# WHAT YOU WILL DO
From the records below, transcribe exactly the lines that begin at the line with "self.scale = scale;" and end at the line with "if !(self.damping >", both included.

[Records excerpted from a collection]
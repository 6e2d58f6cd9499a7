pub mod geodesy;
pub mod vec;

pub use geodesy::*;
pub use vec::*;
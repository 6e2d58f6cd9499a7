//! Headless tooling around the globe engine: demo scene generation, a decaying
//! heat field, and a frame-stepped simulator that drives a mounted session
//! against recording surfaces.

pub mod demo;
pub mod heat;
pub mod sim;
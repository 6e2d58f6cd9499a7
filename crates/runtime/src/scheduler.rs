use foundation::time::Time;

use crate::frame::Frame;

/// Per-tick callback. Must not block; it runs once per host refresh.
pub type FrameCallback = Box<dyn FnMut(Frame)>;

#[derive(Debug, Copy, Clone, PartialEq, Eq, Hash, PartialOrd, Ord)]
pub struct CallbackId(pub u64);

/// Host-side driver of per-frame callbacks.
///
/// Implementations decide the cadence (display refresh, fixed step, ...).
/// Registered callbacks run in registration order.
pub trait FrameScheduler {
    fn register(&mut self, callback: FrameCallback) -> CallbackId;

    /// Returns `false` when `id` was not registered (already removed).
    fn unregister(&mut self, id: CallbackId) -> bool;

    fn callback_count(&self) -> usize;
}

/// Registered callbacks in registration order.
///
/// Callbacks are taken out while a frame is dispatched so they can run
/// without holding the scheduler borrowed. An `unregister` arriving during
/// that window is deferred and applied by `finish_dispatch`.
#[derive(Default)]
pub struct CallbackRegistry {
    next_id: u64,
    callbacks: Vec<(CallbackId, FrameCallback)>,
    /// Ids taken out by `begin_dispatch`.
    dispatching: Vec<CallbackId>,
    /// Unregistered while dispatching.
    removed: Vec<CallbackId>,
}

impl CallbackRegistry {
    pub fn new() -> Self {
        Self::default()
    }

    pub fn register(&mut self, callback: FrameCallback) -> CallbackId {
        let id = CallbackId(self.next_id);
        self.next_id = self.next_id.wrapping_add(1);
        self.callbacks.push((id, callback));
        id
    }

    pub fn unregister(&mut self, id: CallbackId) -> bool {
        let before = self.callbacks.len();
        self.callbacks.retain(|(cid, _)| *cid != id);
        if self.callbacks.len() != before {
            return true;
        }
        if self.dispatching.contains(&id) && !self.removed.contains(&id) {
            self.removed.push(id);
            return true;
        }
        false
    }

    pub fn len(&self) -> usize {
        self.callbacks.len() + self.dispatching.len() - self.removed.len()
    }

    pub fn is_empty(&self) -> bool {
        self.len() == 0
    }

    /// Take the callbacks to run for one frame. Hand them back with
    /// [`CallbackRegistry::finish_dispatch`].
    pub fn begin_dispatch(&mut self) -> Vec<(CallbackId, FrameCallback)> {
        let callbacks = std::mem::take(&mut self.callbacks);
        self.dispatching = callbacks.iter().map(|(id, _)| *id).collect();
        callbacks
    }

    pub fn finish_dispatch(&mut self, mut callbacks: Vec<(CallbackId, FrameCallback)>) {
        let removed = std::mem::take(&mut self.removed);
        self.dispatching.clear();
        callbacks.retain(|(id, _)| !removed.contains(id));
        // Registered while dispatching.
        callbacks.append(&mut self.callbacks);
        self.callbacks = callbacks;
    }
}

/// Deterministic scheduler driven explicitly by the caller.
///
/// Used by the headless simulator and tests: each `advance` produces one
/// frame and runs every registered callback with it.
pub struct ManualScheduler {
    registry: CallbackRegistry,
    frame: Option<Frame>,
    start: Time,
}

impl Default for ManualScheduler {
    fn default() -> Self {
        Self::new()
    }
}

impl ManualScheduler {
    pub fn new() -> Self {
        Self::starting_at(Time::ZERO)
    }

    pub fn starting_at(start: Time) -> Self {
        Self {
            registry: CallbackRegistry::new(),
            frame: None,
            start,
        }
    }

    /// The most recently dispatched frame, if any.
    pub fn last_frame(&self) -> Option<Frame> {
        self.frame
    }

    /// Dispatch one frame `dt_s` seconds after the previous one.
    ///
    /// The first call dispatches the start frame (`index == 0`) and ignores `dt_s`.
    pub fn advance(&mut self, dt_s: f64) -> Frame {
        let frame = match self.frame {
            None => Frame::start(self.start),
            Some(prev) => prev.advance(dt_s),
        };
        self.frame = Some(frame);
        let mut callbacks = self.registry.begin_dispatch();
        for (_, callback) in &mut callbacks {
            callback(frame);
        }
        self.registry.finish_dispatch(callbacks);
        frame
    }

    /// Dispatch `count` frames at a fixed step. Returns the last frame dispatched.
    pub fn run_frames(&mut self, count: usize, dt_s: f64) -> Option<Frame> {
        let mut last = None;
        for _ in 0..count {
            last = Some(self.advance(dt_s));
        }
        last
    }
}

impl FrameScheduler for ManualScheduler {
    fn register(&mut self, callback: FrameCallback) -> CallbackId {
        let id = self.registry.register(callback);
        tracing::trace!(id = id.0, "frame callback registered");
        id
    }

    fn unregister(&mut self, id: CallbackId) -> bool {
        let removed = self.registry.unregister(id);
        if removed {
            tracing::trace!(id = id.0, "frame callback unregistered");
        }
        removed
    }

    fn callback_count(&self) -> usize {
        self.registry.len()
    }
}
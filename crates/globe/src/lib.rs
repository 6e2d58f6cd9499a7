//! Interactive globe engine: orthographic projection, yaw physics with
//! inertia, marker animation, overlay rendering (arcs and heat glows) and
//! pointer hit-testing, driven one frame at a time by a host scheduler.

pub mod animator;
pub mod config;
pub mod controller;
pub mod input;
pub mod model;
pub mod overlay;
pub mod picking;
pub mod projection;
pub mod resize;
pub mod rotation;
pub mod session;
pub mod surface;

pub use animator::*;
pub use config::*;
pub use controller::*;
pub use input::*;
pub use model::*;
pub use overlay::*;
pub use picking::*;
pub use projection::*;
pub use resize::*;
pub use rotation::*;
pub use session::*;
pub use surface::*;
//! Pointer hit-testing of markers against the projected globe.

use foundation::math::Vec2;

use crate::model::Marker;
use crate::projection::View;
use crate::resize::SurfaceSize;

/// Radii used for marker hit-testing, in render pixels before scaling.
#[derive(Debug, Copy, Clone, PartialEq)]
pub struct HitOptions {
    pub min_radius_px: f64,
    pub size_factor: f64,
}

impl Default for HitOptions {
    fn default() -> Self {
        Self {
            min_radius_px: 10.0,
            size_factor: 200.0,
        }
    }
}

impl HitOptions {
    /// Hit radius in render pixels. Never decreases as `marker_size` grows.
    pub fn radius(&self, marker_size: f64, scale_factor: f64) -> f64 {
        (self.min_radius_px * scale_factor).max(marker_size * self.size_factor * scale_factor)
    }
}

/// A marker under the pointer.
#[derive(Debug, Clone, PartialEq)]
pub struct MarkerHit {
    /// Index into the marker list the hit was computed against.
    pub index: usize,
    pub marker: Marker,
    /// Marker position in display coordinates, for tooltip placement.
    pub display_position: Vec2,
}

/// Find the marker under a display-space pointer position.
///
/// Only markers carrying a tooltip and facing the viewer are candidates. The
/// first match in list order wins, independent of depth, so the result is
/// stable for overlapping markers.
pub fn hit_test(
    markers: &[Marker],
    pointer_display: Vec2,
    phi: f64,
    theta: f64,
    size: SurfaceSize,
    opts: HitOptions,
) -> Option<MarkerHit> {
    let scale = size.scale_factor();
    if !(scale.is_finite() && scale > 0.0) {
        return None;
    }
    let view = View::new(phi, theta, size.render_width);
    let pointer = pointer_display.scale(scale);

    markers.iter().enumerate().find_map(|(index, marker)| {
        marker.tooltip.as_ref()?;
        let p = view.project(marker.location);
        if !p.is_front() {
            return None;
        }
        let at = p.point();
        if pointer.distance(at) >= opts.radius(marker.size, scale) {
            return None;
        }
        Some(MarkerHit {
            index,
            marker: marker.clone(),
            display_position: at.scale(1.0 / scale),
        })
    })
}

#[cfg(test)]
mod tests {
    use super::{HitOptions, hit_test};
    use crate::model::Marker;
    use crate::projection::project;
    use crate::resize::SurfaceSize;
    use foundation::math::{LatLon, Vec2};

    fn size(display: f64, render: f64) -> SurfaceSize {
        SurfaceSize {
            display_width: display,
            render_width: render,
        }
    }

    #[test]
    fn pointer_on_marker_hits_it() {
        let markers = vec![Marker::new(LatLon::new(0.0, 0.0), 0.05).with_tooltip("X")];
        let s = size(600.0, 600.0);
        let p = project(LatLon::new(0.0, 0.0), 0.0, 0.4, 600.0);
        let hit = hit_test(&markers, p.point(), 0.0, 0.4, s, HitOptions::default()).expect("hit");
        assert_eq!(hit.index, 0);
        assert_eq!(hit.marker.tooltip.as_deref(), Some("X"));
    }

    #[test]
    fn markers_without_tooltip_are_not_hit() {
        let markers = vec![Marker::new(LatLon::new(0.0, 0.0), 0.05)];
        let hit = hit_test(
            &markers,
            Vec2::new(150.0, 150.0),
            0.0,
            0.0,
            size(300.0, 300.0),
            HitOptions::default(),
        );
        assert!(hit.is_none());
    }

    #[test]
    fn back_facing_markers_are_not_hit() {
        // Back-facing marker projects onto the center too (x = r, y = r).
        let markers = vec![Marker::new(LatLon::new(0.0, 180.0), 0.05).with_tooltip("far side")];
        let hit = hit_test(
            &markers,
            Vec2::new(150.0, 150.0),
            0.0,
            0.0,
            size(300.0, 300.0),
            HitOptions::default(),
        );
        assert!(hit.is_none());
    }

    #[test]
    fn first_declared_marker_wins() {
        let markers = vec![
            Marker::new(LatLon::new(0.0, 0.5), 0.05).with_tooltip("first"),
            Marker::new(LatLon::new(0.0, 0.0), 0.05).with_tooltip("second"),
        ];
        let hit = hit_test(
            &markers,
            Vec2::new(150.0, 150.0),
            0.0,
            0.0,
            size(300.0, 300.0),
            HitOptions::default(),
        )
        .expect("hit");
        assert_eq!(hit.index, 0);
    }

    #[test]
    fn pointer_is_scaled_into_render_space() {
        // Display is twice the render buffer; the marker sits at the render center.
        let markers = vec![Marker::new(LatLon::new(0.0, 0.0), 0.01).with_tooltip("c")];
        let s = size(2000.0, 1000.0);
        let hit = hit_test(&markers, Vec2::new(1000.0, 1000.0), 0.0, 0.0, s, HitOptions::default())
            .expect("hit");
        assert_eq!(hit.display_position, Vec2::new(1000.0, 1000.0));

        // 30 display px away is 15 render px: outside max(10*0.5, 0.01*200*0.5) = 5.
        let miss = hit_test(&markers, Vec2::new(1030.0, 1000.0), 0.0, 0.0, s, HitOptions::default());
        assert!(miss.is_none());
    }

    #[test]
    fn radius_is_monotonic_in_size() {
        let opts = HitOptions::default();
        let mut last = 0.0;
        for i in 0..200 {
            let r = opts.radius(i as f64 * 0.001, 0.75);
            assert!(r >= last);
            last = r;
        }
        assert_eq!(opts.radius(0.0, 1.0), 10.0);
        assert_eq!(opts.radius(0.1, 1.0), 20.0);
    }
}
use serde::{Deserialize, Serialize};
use thiserror::Error;

/// How the base globe size is derived from the container box.
#[derive(Debug, Copy, Clone, PartialEq, Eq, Default, Serialize, Deserialize)]
#[serde(rename_all = "lowercase")]
pub enum SizingMode {
    /// Smaller container side; the globe always fits.
    #[default]
    Fit,
    /// Larger container side; the globe may overflow.
    Cover,
}

/// sRGB color with straight alpha.
#[derive(Debug, Copy, Clone, PartialEq, Serialize, Deserialize)]
pub struct Rgba {
    pub r: u8,
    pub g: u8,
    pub b: u8,
    pub a: f64,
}

impl Rgba {
    pub const TRANSPARENT: Rgba = Rgba::new(0, 0, 0, 0.0);

    pub const fn new(r: u8, g: u8, b: u8, a: f64) -> Self {
        Self { r, g, b, a }
    }

    pub fn with_alpha(self, a: f64) -> Self {
        Self { a, ..self }
    }

    /// CSS `rgba(...)` form understood by 2D canvas APIs.
    pub fn css(&self) -> String {
        let a = self.a.clamp(0.0, 1.0);
        format!("rgba({},{},{},{a})", self.r, self.g, self.b)
    }
}

#[derive(Debug, Clone, PartialEq, Serialize, Deserialize)]
#[serde(default)]
pub struct OverlayColors {
    pub arc: Rgba,
    pub arc_width_px: f64,
    pub particle: Rgba,
    pub particle_radius_px: f64,
    /// Heat glow core; alpha is scaled by point intensity.
    pub heat_core: Rgba,
    pub heat_mid: Rgba,
}

impl Default for OverlayColors {
    fn default() -> Self {
        Self {
            arc: Rgba::new(96, 200, 255, 0.6),
            arc_width_px: 1.5,
            particle: Rgba::new(220, 245, 255, 0.95),
            particle_radius_px: 2.5,
            heat_core: Rgba::new(255, 120, 60, 0.65),
            heat_mid: Rgba::new(255, 60, 20, 0.3),
        }
    }
}

/// Every tunable of a globe session. Missing JSON fields take defaults.
#[derive(Debug, Clone, PartialEq, Serialize, Deserialize)]
#[serde(default)]
pub struct GlobeConfig {
    /// Multiplier applied to the container-derived base size.
    pub scale: f64,
    pub sizing_mode: SizingMode,
    /// Hard ceiling on the drawing-buffer width in pixels.
    pub render_cap: f64,
    /// Base size used while the container measures zero.
    pub fallback_size: f64,
    /// Fixed tilt about the screen x axis (radians).
    pub theta: f64,
    pub initial_phi: f64,
    /// Per-tick velocity multiplier while coasting.
    pub damping: f64,
    /// Auto-rotate floor (radians per tick).
    pub min_velocity: f64,
    /// Radians of yaw per display pixel of horizontal drag.
    pub drag_sensitivity: f64,
    /// Delay before the container is re-measured after a resize.
    pub settle_delay_s: f64,
    pub particle_period_ms: f64,
    pub particle_phase_step_ms: f64,
    /// Arc control-point offset as a fraction of chord length.
    pub arc_curvature: f64,
    /// Connections are drawn while both endpoints have `z` above this.
    pub limb_threshold: f64,
    /// Heat glow radius per unit intensity, as a fraction of render width.
    pub heat_radius_factor: f64,
    pub min_hit_radius_px: f64,
    pub hit_size_factor: f64,
    pub colors: OverlayColors,
}

impl Default for GlobeConfig {
    fn default() -> Self {
        Self {
            scale: 1.0,
            sizing_mode: SizingMode::Fit,
            render_cap: 1000.0,
            fallback_size: 300.0,
            theta: 0.3,
            initial_phi: 0.0,
            damping: 0.95,
            min_velocity: 0.003,
            drag_sensitivity: 0.005,
            settle_delay_s: 0.15,
            particle_period_ms: 2000.0,
            particle_phase_step_ms: 100.0,
            arc_curvature: 0.3,
            limb_threshold: -0.5,
            heat_radius_factor: 0.1,
            min_hit_radius_px: 10.0,
            hit_size_factor: 200.0,
            colors: OverlayColors::default(),
        }
    }
}

#[derive(Debug, Error)]
pub enum ConfigError {
    #[error("invalid config json: {0}")]
    Json(#[from] serde_json::Error),
    #[error("{field} must be {expected} (got {value})")]
    OutOfRange {
        field: &'static str,
        expected: &'static str,
        value: f64,
    },
}

impl GlobeConfig {
    pub fn from_json_str(s: &str) -> Result<Self, ConfigError> {
        let cfg: GlobeConfig = serde_json::from_str(s)?;
        cfg.validate()?;
        Ok(cfg)
    }

    pub fn with_scale(mut self, scale: f64) -> Self {
        self.scale = scale;
        self
    }

    pub fn with_sizing_mode(mut self, mode: SizingMode) -> Self {
        self.sizing_mode = mode;
        self
    }

    pub fn with_theta(mut self, theta: f64) -> Self {
        self.theta = theta;
        self
    }

    pub fn validate(&self) -> Result<(), ConfigError> {
        positive("scale", self.scale)?;
        positive("render_cap", self.render_cap)?;
        positive("fallback_size", self.fallback_size)?;
        positive("particle_period_ms", self.particle_period_ms)?;
        if !(self.damping > 0.0 && self.damping <= 1.0) {
            return Err(ConfigError::OutOfRange {
                field: "damping",
                expected: "in (0, 1]",
                value: self.damping,
            });
        }
        for (field, value) in [
            ("min_velocity", self.min_velocity),
            ("settle_delay_s", self.settle_delay_s),
            ("heat_radius_factor", self.heat_radius_factor),
            ("min_hit_radius_px", self.min_hit_radius_px),
            ("hit_size_factor", self.hit_size_factor),
        ] {
            if !(value >= 0.0 && value.is_finite()) {
                return Err(ConfigError::OutOfRange {
                    field,
                    expected: "non-negative",
                    value,
                });
            }
        }
        for (field, value) in [
            ("theta", self.theta),
            ("initial_phi", self.initial_phi),
            ("drag_sensitivity", self.drag_sensitivity),
        ] {
            if !value.is_finite() {
                return Err(ConfigError::OutOfRange {
                    field,
                    expected: "finite",
                    value,
                });
            }
        }
        Ok(())
    }
}

fn positive(field: &'static str, value: f64) -> Result<(), ConfigError> {
    if value > 0.0 && value.is_finite() {
        Ok(())
    } else {
        Err(ConfigError::OutOfRange {
            field,
            expected: "positive",
            value,
        })
    }
}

# YOUR SOLUTION
        self.scale = scale;
        self
    }

    pub fn with_sizing_mode(mut self, mode: SizingMode) -> Self {
        self.sizing_mode = mode;
        self
    }

    pub fn with_theta(mut self, theta: f64) -> Self {
        self.theta = theta;
        self
    }

    pub fn validate(&self) -> Result<(), ConfigError> {
        positive("scale", self.scale)?;
        positive("render_cap", self.render_cap)?;
        positive("fallback_size", self.fallback_size)?;
        positive("particle_period_ms", self.particle_period_ms)?;
        if !(self.damping > 0.0 && self.damping <= 1.0) {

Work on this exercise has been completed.